Black bird pin-wheeling in the sky. Pushed up by air, down by gravity. His aunt says it's looking for Eden.
The Kelownans had been unhelpful. They had a good memory for some things and a bad one for others. Funny how they only remembered being pushed around and "mistreated".
What little they had gotten - and it wasn't really little, it only seemed that way because there were so many of them - was because of Jonas. The First Minister liked him, or maybe she was afraid of him. Either way she gave in.
He escorted the shipment himself, thinner and more tanned than Sam remembered. He furrowed his brow and kept a hand on her shoulder or back most of the time, like he thought she might fall over at any time. "I wish there was something we could have done."
Daniel laughed softly. "If we couldn't save ourselves, Jonas... well, there's nothing Kelowna could have done."
Or would have done, thinks Sam, but she keeps that to herself.
No one ever brings up the concept of relocating the survivors to Kelowna. Nobody really wants that. Besides, Ba'al and Anubis know about Langera. It's not safe there.
Is it safe here? She's not completely sure. Time is their enemy and their friend. She's not really sure about anything anymore. But he made it through the night, and many more nights since, so she knows she has to try. He's always watching her. She doesn't know if he's seeing, but he's watching, so she has to try.
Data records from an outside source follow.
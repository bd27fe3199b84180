use rand::Rng;
use tracing::{info, warn};

use crate::config::ServerConfig;
use crate::game::map::MapHandle;
use crate::game::scheduler::TierThresholds;
use crate::lobby::identity::IdentityKey;
use crate::lobby::room::{Room, RoomError, RoomId, RoomInfo};

/// Parameters for rooms created on demand
#[derive(Debug, Clone, Copy)]
pub struct RoomSettings {
    /// Soft limit; crossing it is logged, never refused
    pub max_rooms: usize,
    pub capacity: usize,
    pub map_width: f32,
    pub map_height: f32,
    pub thresholds: TierThresholds,
}

impl Default for RoomSettings {
    fn default() -> Self {
        Self::from(&ServerConfig::default())
    }
}

impl From<&ServerConfig> for RoomSettings {
    fn from(config: &ServerConfig) -> Self {
        Self {
            max_rooms: config.max_rooms,
            capacity: config.room_capacity,
            map_width: config.map_width,
            map_height: config.map_height,
            thresholds: TierThresholds::from(config),
        }
    }
}

/// Outcome of a room assignment
#[derive(Debug, Clone, PartialEq, Eq)]
pub struct Assignment {
    pub room_id: RoomId,
    pub name: String,
    pub members: usize,
    pub capacity: usize,
    /// The room was created for this request
    pub created: bool,
}

/// Owns every arena, in creation order
pub struct ArenaManager {
    rooms: Vec<Room>,
    settings: RoomSettings,
    rooms_created: usize,
}

impl ArenaManager {
    pub fn new(settings: RoomSettings) -> Self {
        Self {
            rooms: Vec::new(),
            settings,
            rooms_created: 0,
        }
    }

    pub fn settings(&self) -> &RoomSettings {
        &self.settings
    }

    fn create_room(&mut self) -> usize {
        if self.rooms.len() >= self.settings.max_rooms {
            warn!(
                "Room count {} is at the configured limit of {}, opening another",
                self.rooms.len(),
                self.settings.max_rooms
            );
        }

        self.rooms_created += 1;
        let map = MapHandle::new(
            rand::thread_rng().gen(),
            self.settings.map_width,
            self.settings.map_height,
        );
        let room = Room::new(
            format!("Arena {}", self.rooms_created),
            self.settings.capacity,
            map,
            self.settings.thresholds,
        );
        info!("Created room {} ({})", room.name, room.id);
        self.rooms.push(room);
        self.rooms.len() - 1
    }

    /// More rooms are open than `max_rooms` allows for
    pub fn over_limit(&self) -> bool {
        self.rooms.len() > self.settings.max_rooms
    }

    /// Place an identity in a room. An identity already bound to a live room
    /// goes back to it; otherwise the first room with spare capacity wins and
    /// a new room is created when all are full, even past `max_rooms`.
    pub fn assign(
        &mut self,
        key: &IdentityKey,
        identity_room: Option<RoomId>,
    ) -> Result<Assignment, ManagerError> {
        let bound = identity_room.and_then(|id| self.index_of(id));
        let existing = self.rooms.iter().position(|r| r.has_member(key));

        let (index, created) = match bound.or(existing) {
            Some(index) => (index, false),
            None => match self.rooms.iter().position(|r| !r.is_full()) {
                Some(index) => (index, false),
                None => (self.create_room(), true),
            },
        };

        let room = &mut self.rooms[index];
        room.try_admit(key)?;
        Ok(Assignment {
            room_id: room.id,
            name: room.name.clone(),
            members: room.member_count(),
            capacity: room.capacity,
            created,
        })
    }

    fn index_of(&self, room_id: RoomId) -> Option<usize> {
        self.rooms.iter().position(|r| r.id == room_id)
    }

    pub fn get(&self, room_id: RoomId) -> Option<&Room> {
        self.rooms.iter().find(|r| r.id == room_id)
    }

    pub fn get_mut(&mut self, room_id: RoomId) -> Option<&mut Room> {
        self.rooms.iter_mut().find(|r| r.id == room_id)
    }

    /// Drop an identity's membership
    pub fn release(&mut self, key: &IdentityKey, room_id: RoomId) -> bool {
        self.get_mut(room_id).is_some_and(|room| room.release(key))
    }

    /// Tear down rooms with no members and no ships
    pub fn remove_empty_rooms(&mut self) -> Vec<RoomId> {
        let mut removed = Vec::new();
        self.rooms.retain(|room| {
            if room.is_idle() {
                info!("Removing idle room {} ({})", room.name, room.id);
                removed.push(room.id);
                false
            } else {
                true
            }
        });
        removed
    }

    pub fn rooms(&self) -> &[Room] {
        &self.rooms
    }

    /// Mutable slice for ticking arenas in parallel
    pub fn rooms_mut(&mut self) -> &mut [Room] {
        &mut self.rooms
    }

    pub fn room_count(&self) -> usize {
        self.rooms.len()
    }

    pub fn list(&self) -> Vec<RoomInfo> {
        self.rooms.iter().map(Room::info).collect()
    }

    pub fn shutdown_all_rooms(&mut self) -> usize {
        let count = self.rooms.len();
        self.rooms.clear();
        count
    }
}

impl Default for ArenaManager {
    fn default() -> Self {
        Self::new(RoomSettings::default())
    }
}

#[derive(Debug, Clone, PartialEq, Eq, thiserror::Error)]
pub enum ManagerError {
    #[error("Room not found")]
    RoomNotFound,
    #[error("Room error: {0}")]
    RoomError(#[from] RoomError),
}

#[cfg(test)]
mod tests {
    use super::*;
    use uuid::Uuid;

    fn manager(max_rooms: usize, capacity: usize) -> ArenaManager {
        ArenaManager::new(RoomSettings {
            max_rooms,
            capacity,
            map_width: 1000.0,
            map_height: 1000.0,
            thresholds: TierThresholds::default(),
        })
    }

    fn member(n: u32) -> IdentityKey {
        IdentityKey::new(format!("fp-{n}"), format!("P{n}"))
    }

    #[test]
    fn test_first_assignment_creates_room() {
        let mut manager = manager(10, 4);

        let assignment = manager.assign(&member(1), None).expect("assigned");
        assert!(assignment.created);
        assert_eq!(assignment.name, "Arena 1");
        assert_eq!(manager.room_count(), 1);
    }

    #[test]
    fn test_fifth_member_opens_new_room() {
        let mut manager = manager(10, 4);

        let first = manager.assign(&member(1), None).expect("assigned").room_id;
        for n in 2..=4 {
            assert_eq!(manager.assign(&member(n), None).map(|a| a.room_id), Ok(first));
        }

        let fifth = manager.assign(&member(5), None).expect("assigned");
        assert_ne!(fifth.room_id, first);
        assert!(fifth.created);
        assert_eq!(fifth.name, "Arena 2");
        assert_eq!(manager.room_count(), 2);
    }

    #[test]
    fn test_capacity_never_exceeded() {
        let mut manager = manager(100, 3);
        for n in 0..50 {
            manager.assign(&member(n), None).expect("assigned");
        }
        assert!(manager.list().iter().all(|r| r.members <= r.capacity));
        assert_eq!(manager.room_count(), 17);
    }

    #[test]
    fn test_join_twice_same_room() {
        let mut manager = manager(10, 4);

        let a = manager.assign(&member(1), None).expect("assigned");
        let b = manager.assign(&member(1), None).expect("assigned");
        assert_eq!(a.room_id, b.room_id);
        assert_eq!(b.members, 1);
    }

    #[test]
    fn test_bound_room_bypasses_scan() {
        let mut manager = manager(10, 1);
        let first = manager.assign(&member(1), None).expect("assigned").room_id;
        manager.assign(&member(2), None).expect("assigned");

        // Full room still takes back its own member
        let again = manager.assign(&member(1), Some(first)).expect("assigned");
        assert_eq!(again.room_id, first);
    }

    #[test]
    fn test_stale_bound_room_falls_back_to_scan() {
        let mut manager = manager(10, 4);
        let assignment = manager.assign(&member(1), Some(Uuid::new_v4())).expect("assigned");
        assert!(assignment.created);
    }

    #[test]
    fn test_max_rooms_is_a_soft_limit() {
        let mut manager = manager(1, 4);
        for n in 1..=4 {
            manager.assign(&member(n), None).expect("assigned");
        }
        assert!(!manager.over_limit());

        let fifth = manager.assign(&member(5), None).expect("fifth member still gets a room");
        assert!(fifth.created);
        assert_eq!(fifth.name, "Arena 2");
        assert_eq!(manager.room_count(), 2);
        assert!(manager.over_limit());
        assert!(manager.list().iter().all(|r| r.members <= r.capacity));
    }

    #[test]
    fn test_remove_empty_rooms() {
        let mut manager = manager(10, 4);
        let room_id = manager.assign(&member(1), None).expect("assigned").room_id;

        assert!(manager.remove_empty_rooms().is_empty());
        assert!(manager.release(&member(1), room_id));
        assert_eq!(manager.remove_empty_rooms(), vec![room_id]);
        assert!(manager.get(room_id).is_none());
    }
}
Now that the construction has begun, she delegates more. Teal'c is happy to help. Daniel runs around a lot but Jack can't tell if he's actually doing anything. Almost every day, Jonas sends something - food, seeds, tools - through the Stargate.
They take walks by the river. They named it after George because it's the only reason they're still alive. It's clean. There are animals that look like fish. It's shady and cool, even on the hottest days.
She holds his hand and guides him across the mossy bank. She hands him a makeshift fishing pole and helps him cast the line. She leans her thin body against his and sighs.
He remembers wanting to do this. He can remember everything else. Why can't he remember how to talk to her?
His aunt tells him that he shouldn't be sitting here, wasting his time. He should be looking for Eden. He'll never find it, but he should look for it anyway. It is his birthright. It is his curse.
He catches one of the things that look a little like fish. Sam is ecstatic, but his aunt isn't impressed.
Crying is supposed to be therapeutic, but it just made her feel achy and weak, so she stopped doing it.
It seems like every day there's a little more in his face. More, but not all. The wound has healed, but she can still see it in his eyes. Some of him is back home; it's still missing. It's a little piece, but it's important and she wants it back.
They don't have beds yet, but they have mats and blankets. From Jonas, again. She loves him but she hates the charity. Still, it's nice, not sleeping on the hard ground. One night she woke up and felt Jack sprawled out next to her on the mat. It was cramped, but she didn't mind at all.
Black bird, pin-wheeling. Dark river water lapping softly at green moss. You would expect Eden to have changed.